Despite their merits, these tokenized assets have a few controversial facets. Unfortunately, the crypto ecosystem is yet to see a wrapped token with perfectly trustless minting and redemption.

  • As a custodian must hold the funds underlying your wrapped token, trust can be an issue.
  • Despite the standard compatibility, such assets are still unfit for genuine cross-chain transactions – that is, transactions without an intermediary (custodian).
  • Minting on blockchains with substantial gas fees can be costly, and slippage may occur.

Rise of bridge hubs

As new blockchains appear, the number of bridges required for smooth operability rises exponentially. This problem could be solved by cross-chain bridge hubs — central bridges connected to multiple chains.

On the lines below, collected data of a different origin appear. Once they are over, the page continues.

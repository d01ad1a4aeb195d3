use crate::utils::{setup_tracing, MockNode, Received, Reply};
use assert_matches::assert_matches;
use cassandra_cql::frame::request::RequestOpcode;
use cassandra_driver::errors::NewClientError;
use cassandra_driver::network::SystemPeersDiscovery;
use cassandra_driver::{ColumnType, CqlValue};
use std::net::{IpAddr, Ipv4Addr};
use std::sync::Arc;
use tokio::sync::mpsc;

fn inet(a: u8, b: u8, c: u8, d: u8) -> CqlValue {
    CqlValue::Inet(IpAddr::V4(Ipv4Addr::new(a, b, c, d)))
}

fn peer(address: CqlValue, data_center: &str, rpc_address: CqlValue) -> Vec<CqlValue> {
    vec![address, CqlValue::Text(data_center.to_owned()), rpc_address]
}

// A node in dc1 whose peers are itself, an unreachable node of dc1 and a
// node of dc2.
fn system_tables(request: &Received) -> Option<Reply> {
    let text = request.query_text()?;
    if text.contains("system.local") {
        Some(Reply::text_rows("data_center", &["dc1"]))
    } else if text.contains("system.peers") {
        Some(Reply::Rows {
            columns: vec![
                ("peer", ColumnType::Inet),
                ("data_center", ColumnType::Text),
                ("rpc_address", ColumnType::Inet),
            ],
            rows: vec![
                peer(inet(127, 0, 0, 1), "dc1", inet(0, 0, 0, 0)),
                peer(inet(127, 0, 0, 2), "dc1", inet(127, 0, 0, 2)),
                peer(inet(10, 255, 255, 1), "dc2", inet(10, 255, 255, 1)),
            ],
        })
    } else {
        None
    }
}

#[tokio::test]
#[ntest::timeout(20000)]
async fn peers_are_discovered_through_the_seed() {
    setup_tracing();
    let node = MockNode::with_handler(system_tables).await;
    let client = node
        .client_builder()
        .peer_discovery(Arc::new(SystemPeersDiscovery))
        .build()
        .await
        .unwrap();

    let queries: Vec<String> = node
        .received()
        .iter()
        .filter_map(Received::query_text)
        .collect();
    assert_eq!(queries.len(), 2);
    assert!(queries[0].contains("system.local"));
    assert!(queries[1].contains("system.peers"));

    // The seed itself is already known, 127.0.0.2 refuses connections and
    // dc2 is skipped, so the seed stays alone.
    let manager = client.connection_manager();
    assert_eq!(manager.nodes(), vec![node.address()]);
    assert_eq!(manager.connection_count(), 1);
}

#[tokio::test]
#[ntest::timeout(20000)]
async fn failing_discovery_fails_the_connect() {
    setup_tracing();
    let node = MockNode::with_handler(|request| {
        let text = request.query_text()?;
        text.contains("system.local")
            .then(|| Reply::error(0x2200, "unconfigured table local"))
    })
    .await;

    assert_matches!(
        node.client_builder()
            .peer_discovery(Arc::new(SystemPeersDiscovery))
            .build()
            .await,
        Err(NewClientError::Query(_))
    );
}

#[tokio::test]
#[ntest::timeout(20000)]
async fn unreachable_seeds_are_skipped() {
    setup_tracing();
    let node = MockNode::start().await;
    let client = node
        .client_builder()
        .hosts(["127.0.0.1", "127.0.0.3"])
        .build()
        .await
        .unwrap();

    assert_eq!(client.connection_manager().nodes(), vec![node.address()]);
}

#[tokio::test]
#[ntest::timeout(20000)]
async fn event_channel_opens_a_registered_connection() {
    setup_tracing();
    let node = MockNode::start().await;
    let (events, _receiver) = mpsc::channel(16);
    let _client = node
        .client_builder()
        .event_channel(events)
        .build()
        .await
        .unwrap();

    let registers = node.received_of(RequestOpcode::Register);
    assert_eq!(registers.len(), 1);
    assert_eq!(node.accepted_connections(), 2);
    assert_ne!(
        registers[0].connection,
        node.received_of(RequestOpcode::Startup)[0].connection
    );
}
//! Responses as seen by users of the driver.

use bytes::Bytes;
use cassandra_cql::frame::response::event::SchemaChangeEvent;
use cassandra_cql::frame::response::result::{self, ColumnSpec, Row};
use cassandra_cql::frame::response::{NonErrorResponse, Response};
use uuid::Uuid;

use crate::errors::QueryError;

/// A decoded response together with the frame level extensions.
#[derive(Debug)]
pub(crate) struct QueryResponse {
    pub(crate) response: Response,
    pub(crate) tracing_id: Option<Uuid>,
    pub(crate) warnings: Vec<String>,
}

// A QueryResponse in which response can not be Response::Error
#[derive(Debug)]
pub(crate) struct NonErrorQueryResponse {
    pub(crate) response: NonErrorResponse,
    pub(crate) tracing_id: Option<Uuid>,
    pub(crate) warnings: Vec<String>,
}

impl QueryResponse {
    pub(crate) fn into_non_error_query_response(self) -> Result<NonErrorQueryResponse, QueryError> {
        Ok(NonErrorQueryResponse {
            response: self.response.into_non_error_response()?,
            tracing_id: self.tracing_id,
            warnings: self.warnings,
        })
    }

    pub(crate) fn into_query_result(self) -> Result<QueryResult, QueryError> {
        self.into_non_error_query_response()?.into_query_result()
    }
}

impl NonErrorQueryResponse {
    pub(crate) fn as_set_keyspace(&self) -> Option<&result::SetKeyspace> {
        match &self.response {
            NonErrorResponse::Result(result::Result::SetKeyspace(sk)) => Some(sk),
            _ => None,
        }
    }

    pub(crate) fn into_query_result(self) -> Result<QueryResult, QueryError> {
        let mut query_result = QueryResult {
            tracing_id: self.tracing_id,
            warnings: self.warnings,
            ..Default::default()
        };

        match self.response {
            NonErrorResponse::Result(result::Result::Void) => {}
            NonErrorResponse::Result(result::Result::Rows(rows)) => {
                query_result.paging_state = rows.metadata.paging_state;
                query_result.col_specs = rows.metadata.col_specs;
                query_result.rows = Some(rows.rows);
            }
            NonErrorResponse::Result(result::Result::SetKeyspace(sk)) => {
                query_result.set_keyspace = Some(sk.keyspace_name);
            }
            NonErrorResponse::Result(result::Result::SchemaChange(sc)) => {
                query_result.schema_change = Some(sc.event);
            }
            other => {
                return Err(QueryError::ProtocolError(format!(
                    "Unexpected server response, expected RESULT or ERROR, got {}",
                    other.name()
                )))
            }
        }

        Ok(query_result)
    }
}

/// Result of a single query.
///
/// `rows` is `None` for results that are not of the Rows kind, such as
/// INSERTs or schema changes.
#[derive(Debug, Default, Clone, PartialEq)]
pub struct QueryResult {
    pub rows: Option<Vec<Row>>,
    pub col_specs: Vec<ColumnSpec>,
    /// Present when the server has more pages to return.
    pub paging_state: Option<Bytes>,
    pub set_keyspace: Option<String>,
    pub schema_change: Option<SchemaChangeEvent>,
    pub warnings: Vec<String>,
    pub tracing_id: Option<Uuid>,
}

impl QueryResult {
    pub fn rows_num(&self) -> Option<usize> {
        self.rows.as_ref().map(Vec::len)
    }

    pub fn first_row(&self) -> Option<&Row> {
        self.rows.as_ref().and_then(|rows| rows.first())
    }

    /// Index of the column with the given name.
    pub fn get_column_spec(&self, name: &str) -> Option<(usize, &ColumnSpec)> {
        self.col_specs
            .iter()
            .enumerate()
            .find(|(_id, spec)| spec.name == name)
    }
}

/// Outcome of a successfully executed batch.
#[derive(Debug, Default, Clone, PartialEq, Eq)]
pub struct BatchResult {
    pub warnings: Vec<String>,
    pub tracing_id: Option<Uuid>,
}

impl From<QueryResult> for BatchResult {
    fn from(result: QueryResult) -> Self {
        BatchResult {
            warnings: result.warnings,
            tracing_id: result.tracing_id,
        }
    }
}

For instance, Darwinia aims to become the main bridge hub of Polkadot. Meanwhile, the Portal Token Bridge (previously Wormhole) supports Ethereum, Solana, Terra, Binance Smart Chain, and Polygon.

This technology is still evolving, so bridges and wrapped tokens are here to stay — at least for the foreseeable future.

To sum up

In simple words, wrapped tokens allow holders to move the value of their crypto assets between different blockchains. Wrapping solves a major predicament as these ecosystems do not communicate. Adapting crypto to another token standard unlocks the benefits of their respective blockchains, such as higher speed, lower transaction fees, and yield opportunities.

However, minting usually requires trusting a centralized custodian holding your underlying assets (RenBTC is an exception). Another downside is the manual effort to wrap and unwrap tokens for a given blockchain. Finally, high gas fees amplify the costs.

Disclaimer:

The information provided by CoinLoan (“we,” “us,” or “our”) in this text is for general informational purposes only. All investment and financial opinions expressed by CoinLoan in this text are from the personal research and open information sources and are intended as educational material. All outlined information is provided in good faith. However, we make no representation or warranty of any kind, express or implied, regarding the accuracy, adequacy, validity, reliability, availability, or completeness of any information in this text.